EXERCISE DATA:

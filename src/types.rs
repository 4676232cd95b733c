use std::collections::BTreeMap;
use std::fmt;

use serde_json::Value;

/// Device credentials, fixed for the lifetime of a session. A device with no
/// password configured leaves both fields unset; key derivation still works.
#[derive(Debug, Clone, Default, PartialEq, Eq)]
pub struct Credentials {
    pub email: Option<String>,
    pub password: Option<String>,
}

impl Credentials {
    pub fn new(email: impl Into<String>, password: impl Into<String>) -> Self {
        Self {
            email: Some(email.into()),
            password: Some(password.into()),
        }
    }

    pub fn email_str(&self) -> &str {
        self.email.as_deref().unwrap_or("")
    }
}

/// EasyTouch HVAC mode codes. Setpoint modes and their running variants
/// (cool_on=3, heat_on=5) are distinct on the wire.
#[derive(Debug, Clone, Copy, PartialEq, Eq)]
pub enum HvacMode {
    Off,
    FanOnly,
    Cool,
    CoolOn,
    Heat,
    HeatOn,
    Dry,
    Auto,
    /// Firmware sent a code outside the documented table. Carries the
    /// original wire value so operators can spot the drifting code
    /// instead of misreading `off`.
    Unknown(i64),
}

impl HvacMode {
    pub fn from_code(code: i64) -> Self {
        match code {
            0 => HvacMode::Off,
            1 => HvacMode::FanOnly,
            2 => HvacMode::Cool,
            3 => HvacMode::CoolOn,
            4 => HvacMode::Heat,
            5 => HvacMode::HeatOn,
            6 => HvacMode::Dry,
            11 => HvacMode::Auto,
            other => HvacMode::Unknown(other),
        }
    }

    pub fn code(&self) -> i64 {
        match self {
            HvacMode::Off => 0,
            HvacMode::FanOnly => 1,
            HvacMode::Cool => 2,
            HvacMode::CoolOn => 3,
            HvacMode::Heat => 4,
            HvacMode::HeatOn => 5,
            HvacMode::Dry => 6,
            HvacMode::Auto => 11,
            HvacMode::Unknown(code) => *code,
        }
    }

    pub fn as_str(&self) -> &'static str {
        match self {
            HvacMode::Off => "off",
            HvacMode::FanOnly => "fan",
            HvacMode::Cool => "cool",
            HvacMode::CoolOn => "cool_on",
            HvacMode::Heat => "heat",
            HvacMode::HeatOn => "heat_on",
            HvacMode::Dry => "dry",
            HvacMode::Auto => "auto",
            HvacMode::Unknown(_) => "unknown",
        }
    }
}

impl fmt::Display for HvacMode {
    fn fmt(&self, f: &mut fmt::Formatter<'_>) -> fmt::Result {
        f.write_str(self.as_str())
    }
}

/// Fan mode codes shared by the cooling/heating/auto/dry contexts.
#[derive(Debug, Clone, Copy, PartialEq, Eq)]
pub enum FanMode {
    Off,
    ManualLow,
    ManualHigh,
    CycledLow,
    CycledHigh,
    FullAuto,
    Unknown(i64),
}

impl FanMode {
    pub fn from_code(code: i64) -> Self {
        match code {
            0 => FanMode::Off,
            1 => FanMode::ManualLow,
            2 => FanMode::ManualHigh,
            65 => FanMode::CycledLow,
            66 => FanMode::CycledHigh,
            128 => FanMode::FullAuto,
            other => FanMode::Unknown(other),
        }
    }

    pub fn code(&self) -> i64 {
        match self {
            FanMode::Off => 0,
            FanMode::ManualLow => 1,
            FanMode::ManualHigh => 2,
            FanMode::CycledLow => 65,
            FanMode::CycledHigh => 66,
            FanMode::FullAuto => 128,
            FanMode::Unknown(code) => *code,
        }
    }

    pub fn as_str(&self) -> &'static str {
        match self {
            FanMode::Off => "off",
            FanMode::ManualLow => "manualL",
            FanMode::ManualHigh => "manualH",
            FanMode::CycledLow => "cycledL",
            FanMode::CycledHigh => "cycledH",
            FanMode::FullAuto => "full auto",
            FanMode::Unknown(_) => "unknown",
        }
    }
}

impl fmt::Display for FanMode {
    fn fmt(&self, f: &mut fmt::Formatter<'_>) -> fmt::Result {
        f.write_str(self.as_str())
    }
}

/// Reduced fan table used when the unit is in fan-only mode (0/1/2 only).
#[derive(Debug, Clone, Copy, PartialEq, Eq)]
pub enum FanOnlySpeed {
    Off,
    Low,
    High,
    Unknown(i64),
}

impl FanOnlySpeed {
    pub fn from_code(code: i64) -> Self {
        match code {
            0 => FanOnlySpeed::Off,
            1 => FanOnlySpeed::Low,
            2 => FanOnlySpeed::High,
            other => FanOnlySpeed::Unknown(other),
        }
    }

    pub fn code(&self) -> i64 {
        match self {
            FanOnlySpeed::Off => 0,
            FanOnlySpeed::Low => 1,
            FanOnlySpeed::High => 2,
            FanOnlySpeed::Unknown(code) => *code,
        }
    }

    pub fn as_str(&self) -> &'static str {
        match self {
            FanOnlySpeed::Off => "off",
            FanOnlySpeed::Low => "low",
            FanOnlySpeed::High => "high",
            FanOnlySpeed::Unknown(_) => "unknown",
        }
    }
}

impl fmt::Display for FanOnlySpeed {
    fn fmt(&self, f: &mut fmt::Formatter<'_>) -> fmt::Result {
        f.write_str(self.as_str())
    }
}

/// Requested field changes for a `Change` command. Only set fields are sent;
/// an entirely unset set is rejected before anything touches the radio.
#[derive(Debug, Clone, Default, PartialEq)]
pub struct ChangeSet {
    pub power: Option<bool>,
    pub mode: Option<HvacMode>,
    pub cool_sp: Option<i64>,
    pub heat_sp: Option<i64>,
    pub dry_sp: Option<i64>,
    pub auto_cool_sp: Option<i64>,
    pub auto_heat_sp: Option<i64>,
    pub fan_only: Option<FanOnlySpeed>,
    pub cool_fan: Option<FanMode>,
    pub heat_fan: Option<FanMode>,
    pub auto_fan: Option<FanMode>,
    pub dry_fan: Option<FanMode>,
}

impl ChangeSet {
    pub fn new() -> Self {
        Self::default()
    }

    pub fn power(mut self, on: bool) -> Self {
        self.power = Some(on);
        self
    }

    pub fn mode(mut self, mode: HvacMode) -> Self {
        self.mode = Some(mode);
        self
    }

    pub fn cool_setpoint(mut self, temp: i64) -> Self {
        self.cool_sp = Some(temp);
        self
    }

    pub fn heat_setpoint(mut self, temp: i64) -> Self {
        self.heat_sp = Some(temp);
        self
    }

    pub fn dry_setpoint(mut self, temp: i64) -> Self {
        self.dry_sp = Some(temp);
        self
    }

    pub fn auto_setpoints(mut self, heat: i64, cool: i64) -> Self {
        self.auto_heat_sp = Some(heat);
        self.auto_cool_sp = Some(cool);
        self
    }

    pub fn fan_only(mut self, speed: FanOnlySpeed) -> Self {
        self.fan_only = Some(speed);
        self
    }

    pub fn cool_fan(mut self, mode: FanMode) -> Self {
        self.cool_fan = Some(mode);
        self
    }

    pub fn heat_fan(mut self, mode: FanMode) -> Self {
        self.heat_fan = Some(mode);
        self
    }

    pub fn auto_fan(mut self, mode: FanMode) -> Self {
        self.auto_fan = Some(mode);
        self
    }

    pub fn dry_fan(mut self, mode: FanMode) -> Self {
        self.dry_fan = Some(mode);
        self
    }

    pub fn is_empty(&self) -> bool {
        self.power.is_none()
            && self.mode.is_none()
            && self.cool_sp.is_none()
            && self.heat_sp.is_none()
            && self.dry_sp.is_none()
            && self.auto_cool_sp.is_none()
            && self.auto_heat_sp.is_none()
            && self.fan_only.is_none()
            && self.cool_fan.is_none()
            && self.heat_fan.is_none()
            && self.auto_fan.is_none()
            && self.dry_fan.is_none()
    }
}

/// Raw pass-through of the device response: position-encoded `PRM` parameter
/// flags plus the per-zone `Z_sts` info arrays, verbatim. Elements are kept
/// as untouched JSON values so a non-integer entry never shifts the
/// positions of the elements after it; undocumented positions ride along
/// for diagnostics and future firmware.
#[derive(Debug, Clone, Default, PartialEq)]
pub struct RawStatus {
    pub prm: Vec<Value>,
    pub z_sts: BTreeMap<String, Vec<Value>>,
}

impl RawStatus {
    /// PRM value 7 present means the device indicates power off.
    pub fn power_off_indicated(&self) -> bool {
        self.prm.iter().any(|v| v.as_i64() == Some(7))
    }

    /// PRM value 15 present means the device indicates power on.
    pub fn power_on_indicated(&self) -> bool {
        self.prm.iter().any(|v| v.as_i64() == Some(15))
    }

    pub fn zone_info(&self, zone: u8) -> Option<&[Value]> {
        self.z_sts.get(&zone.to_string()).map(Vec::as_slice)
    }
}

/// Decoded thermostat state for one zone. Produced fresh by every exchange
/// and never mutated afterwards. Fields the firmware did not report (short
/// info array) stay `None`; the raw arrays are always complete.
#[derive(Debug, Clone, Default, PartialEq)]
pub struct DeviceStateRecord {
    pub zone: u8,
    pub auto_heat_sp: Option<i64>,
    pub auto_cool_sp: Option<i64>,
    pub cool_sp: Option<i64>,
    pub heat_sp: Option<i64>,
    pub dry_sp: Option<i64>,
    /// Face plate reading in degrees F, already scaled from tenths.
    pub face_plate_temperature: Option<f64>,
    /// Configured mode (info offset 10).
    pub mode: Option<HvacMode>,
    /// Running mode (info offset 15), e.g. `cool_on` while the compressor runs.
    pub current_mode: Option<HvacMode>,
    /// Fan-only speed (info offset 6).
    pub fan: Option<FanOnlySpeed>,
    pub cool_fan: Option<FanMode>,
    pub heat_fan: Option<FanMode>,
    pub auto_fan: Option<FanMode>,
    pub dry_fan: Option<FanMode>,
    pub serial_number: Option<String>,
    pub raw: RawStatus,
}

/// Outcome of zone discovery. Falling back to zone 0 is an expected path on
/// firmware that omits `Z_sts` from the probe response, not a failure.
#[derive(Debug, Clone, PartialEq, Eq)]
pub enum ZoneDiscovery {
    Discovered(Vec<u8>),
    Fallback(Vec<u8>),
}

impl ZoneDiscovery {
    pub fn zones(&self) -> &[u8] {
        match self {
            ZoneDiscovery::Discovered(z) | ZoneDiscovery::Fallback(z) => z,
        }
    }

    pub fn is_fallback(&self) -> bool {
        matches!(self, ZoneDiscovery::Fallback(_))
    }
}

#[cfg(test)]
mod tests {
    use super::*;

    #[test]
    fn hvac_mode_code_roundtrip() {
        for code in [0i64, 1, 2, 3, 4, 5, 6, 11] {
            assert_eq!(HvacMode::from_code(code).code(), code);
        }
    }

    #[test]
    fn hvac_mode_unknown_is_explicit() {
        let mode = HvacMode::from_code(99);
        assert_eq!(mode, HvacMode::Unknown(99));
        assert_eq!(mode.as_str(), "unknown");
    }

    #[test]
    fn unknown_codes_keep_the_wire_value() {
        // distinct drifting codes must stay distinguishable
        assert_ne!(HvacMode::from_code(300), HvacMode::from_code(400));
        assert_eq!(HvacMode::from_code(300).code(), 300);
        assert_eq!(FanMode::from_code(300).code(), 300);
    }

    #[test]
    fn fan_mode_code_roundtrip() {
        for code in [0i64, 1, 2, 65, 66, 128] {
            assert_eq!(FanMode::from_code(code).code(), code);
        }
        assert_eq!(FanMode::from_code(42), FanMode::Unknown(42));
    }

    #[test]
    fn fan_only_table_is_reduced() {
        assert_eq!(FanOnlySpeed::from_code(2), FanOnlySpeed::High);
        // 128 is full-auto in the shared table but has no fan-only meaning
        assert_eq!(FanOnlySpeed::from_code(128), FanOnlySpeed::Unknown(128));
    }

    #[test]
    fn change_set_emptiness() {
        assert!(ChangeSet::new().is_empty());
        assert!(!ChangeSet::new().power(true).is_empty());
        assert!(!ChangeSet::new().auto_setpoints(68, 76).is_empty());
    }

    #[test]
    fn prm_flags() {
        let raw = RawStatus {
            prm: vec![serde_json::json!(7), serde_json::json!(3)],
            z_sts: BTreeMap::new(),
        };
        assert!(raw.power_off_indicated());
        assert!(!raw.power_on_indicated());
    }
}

WORK TASK:
In the entries above, find each line with the word "bool" and copy it.

RESULT OF THE EXERCISE:
    pub power: Option<bool>,
    pub fn power(mut self, on: bool) -> Self {
    pub fn is_empty(&self) -> bool {
    pub fn power_off_indicated(&self) -> bool {
    pub fn power_on_indicated(&self) -> bool {
    pub fn is_fallback(&self) -> bool {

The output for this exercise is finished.